*** EXTRACTED MATERIAL ***
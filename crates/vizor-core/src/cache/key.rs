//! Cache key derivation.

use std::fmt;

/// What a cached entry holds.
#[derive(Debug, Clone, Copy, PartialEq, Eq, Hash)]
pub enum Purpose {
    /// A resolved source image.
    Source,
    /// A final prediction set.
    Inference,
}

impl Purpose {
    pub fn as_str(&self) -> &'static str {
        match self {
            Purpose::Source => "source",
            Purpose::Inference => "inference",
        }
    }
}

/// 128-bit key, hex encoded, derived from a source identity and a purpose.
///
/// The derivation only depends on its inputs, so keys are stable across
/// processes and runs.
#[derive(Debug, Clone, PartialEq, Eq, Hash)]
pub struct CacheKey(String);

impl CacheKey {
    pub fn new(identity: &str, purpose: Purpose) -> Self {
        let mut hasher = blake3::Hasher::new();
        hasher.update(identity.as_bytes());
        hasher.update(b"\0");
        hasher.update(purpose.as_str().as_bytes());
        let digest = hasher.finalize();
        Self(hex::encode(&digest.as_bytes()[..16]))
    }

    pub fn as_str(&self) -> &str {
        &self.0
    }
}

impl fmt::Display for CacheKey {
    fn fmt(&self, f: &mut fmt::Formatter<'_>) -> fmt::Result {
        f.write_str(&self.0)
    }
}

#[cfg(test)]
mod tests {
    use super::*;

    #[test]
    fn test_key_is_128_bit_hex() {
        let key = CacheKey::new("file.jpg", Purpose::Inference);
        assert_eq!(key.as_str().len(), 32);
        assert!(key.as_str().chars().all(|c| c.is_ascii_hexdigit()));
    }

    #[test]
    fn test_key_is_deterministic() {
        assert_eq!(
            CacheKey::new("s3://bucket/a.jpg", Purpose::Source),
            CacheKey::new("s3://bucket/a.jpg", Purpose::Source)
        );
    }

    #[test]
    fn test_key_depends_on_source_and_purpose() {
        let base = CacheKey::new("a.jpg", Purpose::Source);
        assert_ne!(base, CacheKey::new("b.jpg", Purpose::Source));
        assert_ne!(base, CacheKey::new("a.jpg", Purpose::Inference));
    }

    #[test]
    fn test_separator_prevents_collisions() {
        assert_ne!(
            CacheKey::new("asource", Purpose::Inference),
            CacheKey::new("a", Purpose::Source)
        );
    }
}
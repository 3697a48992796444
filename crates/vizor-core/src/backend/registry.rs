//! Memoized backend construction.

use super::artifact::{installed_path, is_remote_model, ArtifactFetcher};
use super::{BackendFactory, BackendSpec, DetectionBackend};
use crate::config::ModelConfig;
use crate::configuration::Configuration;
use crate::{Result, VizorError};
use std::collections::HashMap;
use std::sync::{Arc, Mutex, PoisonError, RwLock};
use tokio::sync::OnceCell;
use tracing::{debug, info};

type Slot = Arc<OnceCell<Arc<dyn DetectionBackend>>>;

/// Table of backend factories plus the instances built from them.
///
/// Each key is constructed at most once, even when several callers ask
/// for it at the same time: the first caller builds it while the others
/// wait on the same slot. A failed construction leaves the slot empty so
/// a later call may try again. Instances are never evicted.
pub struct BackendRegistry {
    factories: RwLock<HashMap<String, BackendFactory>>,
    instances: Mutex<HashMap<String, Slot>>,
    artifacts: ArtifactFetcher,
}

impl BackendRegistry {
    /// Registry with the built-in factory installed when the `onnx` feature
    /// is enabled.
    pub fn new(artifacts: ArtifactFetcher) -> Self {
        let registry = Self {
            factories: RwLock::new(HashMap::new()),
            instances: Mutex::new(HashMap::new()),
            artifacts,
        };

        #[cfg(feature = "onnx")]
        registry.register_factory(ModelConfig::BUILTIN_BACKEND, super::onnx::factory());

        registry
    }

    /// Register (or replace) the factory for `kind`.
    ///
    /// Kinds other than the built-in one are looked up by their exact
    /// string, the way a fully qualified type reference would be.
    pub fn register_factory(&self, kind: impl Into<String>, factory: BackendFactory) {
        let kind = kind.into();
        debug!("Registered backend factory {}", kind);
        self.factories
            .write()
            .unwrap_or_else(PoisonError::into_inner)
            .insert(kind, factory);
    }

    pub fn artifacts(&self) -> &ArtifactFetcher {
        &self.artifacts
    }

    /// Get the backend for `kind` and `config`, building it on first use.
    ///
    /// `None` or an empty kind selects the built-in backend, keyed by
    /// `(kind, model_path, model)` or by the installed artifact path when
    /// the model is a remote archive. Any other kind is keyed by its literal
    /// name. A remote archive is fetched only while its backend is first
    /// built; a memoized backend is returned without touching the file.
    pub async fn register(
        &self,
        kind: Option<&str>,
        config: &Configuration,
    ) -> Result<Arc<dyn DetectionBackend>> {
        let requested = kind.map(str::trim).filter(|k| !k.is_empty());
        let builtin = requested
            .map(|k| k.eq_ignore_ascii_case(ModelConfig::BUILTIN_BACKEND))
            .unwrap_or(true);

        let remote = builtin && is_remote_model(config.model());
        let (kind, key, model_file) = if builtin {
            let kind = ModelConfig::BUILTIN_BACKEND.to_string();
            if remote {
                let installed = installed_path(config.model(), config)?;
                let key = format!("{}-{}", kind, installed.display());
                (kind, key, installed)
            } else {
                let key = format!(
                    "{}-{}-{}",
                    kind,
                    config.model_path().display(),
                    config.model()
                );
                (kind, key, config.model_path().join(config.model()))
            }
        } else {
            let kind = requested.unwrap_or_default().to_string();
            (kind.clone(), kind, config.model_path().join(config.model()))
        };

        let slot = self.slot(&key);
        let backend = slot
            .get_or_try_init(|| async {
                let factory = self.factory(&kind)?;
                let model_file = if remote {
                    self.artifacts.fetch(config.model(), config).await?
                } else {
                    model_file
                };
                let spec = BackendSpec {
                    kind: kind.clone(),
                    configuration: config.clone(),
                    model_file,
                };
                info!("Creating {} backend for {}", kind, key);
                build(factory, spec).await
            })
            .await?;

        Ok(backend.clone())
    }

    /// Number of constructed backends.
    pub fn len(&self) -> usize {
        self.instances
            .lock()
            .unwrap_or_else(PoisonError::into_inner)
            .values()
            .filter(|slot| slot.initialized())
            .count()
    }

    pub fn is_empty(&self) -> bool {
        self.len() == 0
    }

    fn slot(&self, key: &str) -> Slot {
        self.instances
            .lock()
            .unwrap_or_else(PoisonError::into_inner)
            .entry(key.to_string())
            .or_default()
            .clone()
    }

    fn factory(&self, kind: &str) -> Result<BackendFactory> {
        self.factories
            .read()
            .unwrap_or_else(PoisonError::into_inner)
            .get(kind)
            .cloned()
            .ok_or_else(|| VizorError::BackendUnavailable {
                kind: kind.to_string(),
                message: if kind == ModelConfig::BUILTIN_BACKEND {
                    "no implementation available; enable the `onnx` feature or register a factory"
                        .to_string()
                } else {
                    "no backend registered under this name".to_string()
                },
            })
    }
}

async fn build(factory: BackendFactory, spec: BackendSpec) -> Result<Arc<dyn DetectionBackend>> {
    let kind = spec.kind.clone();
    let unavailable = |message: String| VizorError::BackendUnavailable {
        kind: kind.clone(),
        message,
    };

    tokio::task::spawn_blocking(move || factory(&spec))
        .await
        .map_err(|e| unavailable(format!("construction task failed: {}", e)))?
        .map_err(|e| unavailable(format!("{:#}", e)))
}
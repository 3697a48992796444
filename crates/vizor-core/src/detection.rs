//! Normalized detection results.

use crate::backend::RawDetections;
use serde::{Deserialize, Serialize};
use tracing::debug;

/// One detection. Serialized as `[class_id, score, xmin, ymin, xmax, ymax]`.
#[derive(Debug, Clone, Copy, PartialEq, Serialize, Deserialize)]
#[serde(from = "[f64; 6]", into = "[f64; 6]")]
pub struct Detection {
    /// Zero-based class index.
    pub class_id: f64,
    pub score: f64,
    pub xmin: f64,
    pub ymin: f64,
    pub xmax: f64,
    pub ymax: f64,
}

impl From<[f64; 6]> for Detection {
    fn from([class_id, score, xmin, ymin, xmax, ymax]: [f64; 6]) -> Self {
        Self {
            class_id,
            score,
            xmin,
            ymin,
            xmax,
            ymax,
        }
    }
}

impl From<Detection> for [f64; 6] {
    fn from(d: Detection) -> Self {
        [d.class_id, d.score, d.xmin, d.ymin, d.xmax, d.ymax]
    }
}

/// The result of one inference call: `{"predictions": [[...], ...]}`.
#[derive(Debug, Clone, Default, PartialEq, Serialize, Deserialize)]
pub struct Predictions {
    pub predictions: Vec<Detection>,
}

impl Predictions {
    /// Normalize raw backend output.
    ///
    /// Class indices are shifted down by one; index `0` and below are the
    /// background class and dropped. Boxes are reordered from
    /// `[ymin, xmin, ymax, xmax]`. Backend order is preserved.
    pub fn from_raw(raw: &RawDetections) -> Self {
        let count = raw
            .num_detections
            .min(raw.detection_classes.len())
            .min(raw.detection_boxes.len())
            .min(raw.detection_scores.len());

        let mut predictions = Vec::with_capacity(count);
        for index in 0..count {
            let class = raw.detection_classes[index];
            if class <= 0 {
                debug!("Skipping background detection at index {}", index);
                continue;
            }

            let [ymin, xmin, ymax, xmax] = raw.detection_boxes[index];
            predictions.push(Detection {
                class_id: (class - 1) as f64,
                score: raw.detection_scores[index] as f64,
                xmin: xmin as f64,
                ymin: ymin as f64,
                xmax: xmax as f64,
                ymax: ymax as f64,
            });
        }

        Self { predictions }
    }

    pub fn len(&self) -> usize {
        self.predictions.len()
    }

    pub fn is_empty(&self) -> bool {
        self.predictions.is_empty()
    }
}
***
TASK OBJECTIVE:
Among the records above, a stretch begins at the line containing "pub fn new(artifacts: ArtifactFetcher)" and ends at the line containing "backend, keyed by". Restate that stretch word for word, and nothing else.

TASK RESULT:
    pub fn new(artifacts: ArtifactFetcher) -> Self {
        let registry = Self {
            factories: RwLock::new(HashMap::new()),
            instances: Mutex::new(HashMap::new()),
            artifacts,
        };

        #[cfg(feature = "onnx")]
        registry.register_factory(ModelConfig::BUILTIN_BACKEND, super::onnx::factory());

        registry
    }

    /// Register (or replace) the factory for `kind`.
    ///
    /// Kinds other than the built-in one are looked up by their exact
    /// string, the way a fully qualified type reference would be.
    pub fn register_factory(&self, kind: impl Into<String>, factory: BackendFactory) {
        let kind = kind.into();
        debug!("Registered backend factory {}", kind);
        self.factories
            .write()
            .unwrap_or_else(PoisonError::into_inner)
            .insert(kind, factory);
    }

    pub fn artifacts(&self) -> &ArtifactFetcher {
        &self.artifacts
    }

    /// Get the backend for `kind` and `config`, building it on first use.
    ///
    /// `None` or an empty kind selects the built-in backend, keyed by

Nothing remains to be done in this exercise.